We decided that the best perk of being a James Bond villain would be living in a house with a shark pool, but that the salt spray it would throw up would mean that you couldn’t have anything else nice in the house, and it would be better to have books than sharks. Even sharks with lasers.
I decided the best part of having brothers, and going to visit them, is being able to have conversations like that.
We finished our tour of The National Aquarium with a visit to a special exhibition called “Jellyfish Invasion.”
As much as I love fish, I don’t like jellyfish.
When we lived in Tokyo, I used to take my daughter in her stroller on long walks, and one of my favorite routes took us along the shaded lanes by the canals and rivers where moon jellies would sometimes swarm up from Tokyo Bay.
I would look at them, floating in the tea-dark water, for hours while my baby slept, and then walk home in the late afternoon light which I would enjoy all the more for my venture into the shadows by where dark things dwelt.
“You really don’t like jellyfish,” said my brother.
“No, I don’t. They give me the creeps.” I did not tell him I had to walk out of the movie theater during the jellyfish scene in Finding Nemo.
Most brothers, sensing weakness, would seize on it, but not mine. He was curious.
“Giant venomous globs of snot,” he called them. “But you love gross stuff!”
It’s true. I do.
“Not jellyfish. They are creepy.”
“My search for the visceral finds its apex in primordial gobs of unintelligent goo from before the dawn of time,” I said, and he cracked up.
I really do hate jellyfish, and it’s not just that they are gross.
I hate the way they sneak up on me and sting me. They do it when I am scuba diving, swarms of tiny ones that leave a rash everywhere my wet suit isn’t. They do it when I’m playing in the waves on the beach, or floating in a calm sea under the gentle sun, in what would be the giant amniotic sac of Mother Earth, sheltering us from the slings and arrows of outrageous fortune, at least for a few minutes, when wham, along comes a Portuguese man o’ war, or a piece of a tentacle of one. I love the ocean, but I would enjoy it much more if I didn’t know that somewhere, swarms of jellyfish are gathering, and there is an unbroken chain of water molecules connecting me to them. It’s the transitive property of touching. Six-year-old children understand this property very well.
According to marine biologists, men and women who share my passion for the ocean and its denizens, but are also good at science, jellyfish are propagating in record numbers as a direct result of slight increases in ocean temperatures.
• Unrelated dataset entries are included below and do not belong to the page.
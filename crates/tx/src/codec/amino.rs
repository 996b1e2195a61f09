use kestrel_primitives::{consts::AMINO_BROADCAST_MODE, Result};
use serde_json::{json, Value};

use crate::{
    bitarray::CompactBitArray,
    msgs::CosmosMsg,
    pubkey::{base64_encode, put_uvarint},
    sign_mode::amino_fee,
    signer::SignatureData,
    tx::Tx,
};

/// `{"tx": StdTx, "mode": "block|sync|async"}` for a signed transaction.
pub fn amino_broadcast_request(tx: &Tx) -> Result<Value> {
    let msgs = tx
        .body
        .messages
        .iter()
        .map(CosmosMsg::amino_json)
        .collect::<Result<Vec<_>>>()?;
    let signatures = tx
        .signatures_v2()?
        .into_iter()
        .map(|sig| {
            let signature = match &sig.data {
                SignatureData::Single { signature, .. } => signature.clone(),
                multi @ SignatureData::Multi { .. } => amino_multisignature(multi),
            };
            json!({
                "pub_key": sig.public_key.amino_json(),
                "signature": base64_encode(&signature),
            })
        })
        .collect::<Vec<_>>();

    let mut std_tx = json!({
        "msg": msgs,
        "fee": amino_fee(&tx.auth_info.fee),
        "signatures": signatures,
        "memo": tx.body.memo,
    });
    if tx.body.timeout_height != 0 {
        std_tx["timeout_height"] = Value::String(tx.body.timeout_height.to_string());
    }

    Ok(json!({
        "tx": std_tx,
        "mode": AMINO_BROADCAST_MODE,
    }))
}

/// Amino binary encoding of a multisignature: the bit array then each member signature.
pub fn amino_multisignature(data: &SignatureData) -> Vec<u8> {
    match data {
        SignatureData::Single { signature, .. } => signature.clone(),
        SignatureData::Multi {
            bitarray,
            signatures,
        } => {
            let mut out = vec![];
            let bits = amino_bitarray(bitarray);
            if !bits.is_empty() {
                out.push(0x0a);
                put_len_prefixed(&mut out, &bits);
            }
            for sig in signatures {
                out.push(0x12);
                put_len_prefixed(&mut out, &amino_multisignature(sig));
            }
            out
        }
    }
}

fn amino_bitarray(bits: &CompactBitArray) -> Vec<u8> {
    let mut out = vec![];
    if bits.extra_bits_stored != 0 {
        out.push(0x08);
        put_uvarint(&mut out, bits.extra_bits_stored as u64);
    }
    if !bits.elems.is_empty() {
        out.push(0x12);
        put_len_prefixed(&mut out, &bits.elems);
    }
    out
}

fn put_len_prefixed(out: &mut Vec<u8>, bytes: &[u8]) {
    put_uvarint(out, bytes.len() as u64);
    out.extend_from_slice(bytes);
}
use std::path::PathBuf;

use clap::Parser;
use kestrel_cli_runner::CliContext;
use kestrel_client::SignTxMsg;

use crate::{
    common::{CliEnv, KeyCliArgs, TxCliArgs},
    utils::print_document,
};

#[derive(Debug, Parser)]
#[clap(about = "Sign a stored unsigned transaction.")]
pub struct SignCommand {
    #[arg(value_name = "FILE", help = "The unsigned transaction document.")]
    file: PathBuf,

    #[arg(
        long,
        value_name = "ADDRESS",
        help = "Cosign for this multisig. Produces a signature-only amino-json document."
    )]
    multisig: Option<String>,

    #[arg(long, value_name = "ADDRESS", help = "Fail unless the key has this address.")]
    from_address: Option<String>,

    #[arg(long, help = "Output only the signatures.")]
    signature_only: bool,

    #[arg(long, help = "Replace existing signatures instead of appending.")]
    overwrite: bool,

    #[arg(long, help = "Sign in amino-json mode.")]
    amino: bool,

    #[clap(flatten)]
    key: KeyCliArgs,

    #[clap(flatten)]
    tx: TxCliArgs,
}

impl SignCommand {
    pub async fn execute(self, ctx: CliContext, env: CliEnv) -> eyre::Result<()> {
        let Self {
            file,
            multisig,
            from_address,
            signature_only,
            overwrite,
            amino,
            key,
            tx,
        } = self;

        let key = key.private_key(&env)?;
        let written = tx.output_document.is_some();
        let client = env.client(&ctx, tx.options(key), tx.offline).await?;
        let doc = client
            .sign_tx(SignTxMsg {
                unsigned_file: file,
                signature_only,
                multisig_address: multisig,
                from_address,
                overwrite,
                amino,
                offline: tx.offline,
            })
            .await?;
        print_document(written, &doc.to_json_pretty()?);
        Ok(())
    }
}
If temperatures rise much more, I’m going to turn on the tap of my giant bathtub in my giant McMansion and jellyfish are going to flow out of the faucet into my bubble bath.
Cimate change is terrifying, but it’s a distant terror.
Jellyfish are different. I don’t care how far away they are. They can swarm in the Sea of Japan and I still feel menaced.
“You can make a difference” the wall text at the exhibition told me.
I already do what I can to reduce my carbon footprint, and so the happy feeling of self-satisfaction swept past my consciousness. But wait! There’s more!
“Don’t fertilize your lawn.”
I already knew that fertilizer run-off is a major contributor to the dead zone in the Gulf of Mexico, but what I did not know is that the “dead” zone is actually crawling with jellyfish. Admittedly, most of it the nitrogen pollution that is causing the dead zone comes from giant agribusiness, but residential lawns are a significant factor, and I do live in the Trinity River watershed.
If I can keep the jellyfish away by planting a native lawn and fertilizing it with compost and composted manure, then so much the better.
“It’s the transitive property of touching. Six-year-old children understand this property very well.”
That’s beautiful writing.
Right ON! You go with your Direct Action! ❤
P.S. I too love fish, and the ocean, but have never given much thought to jellyfish.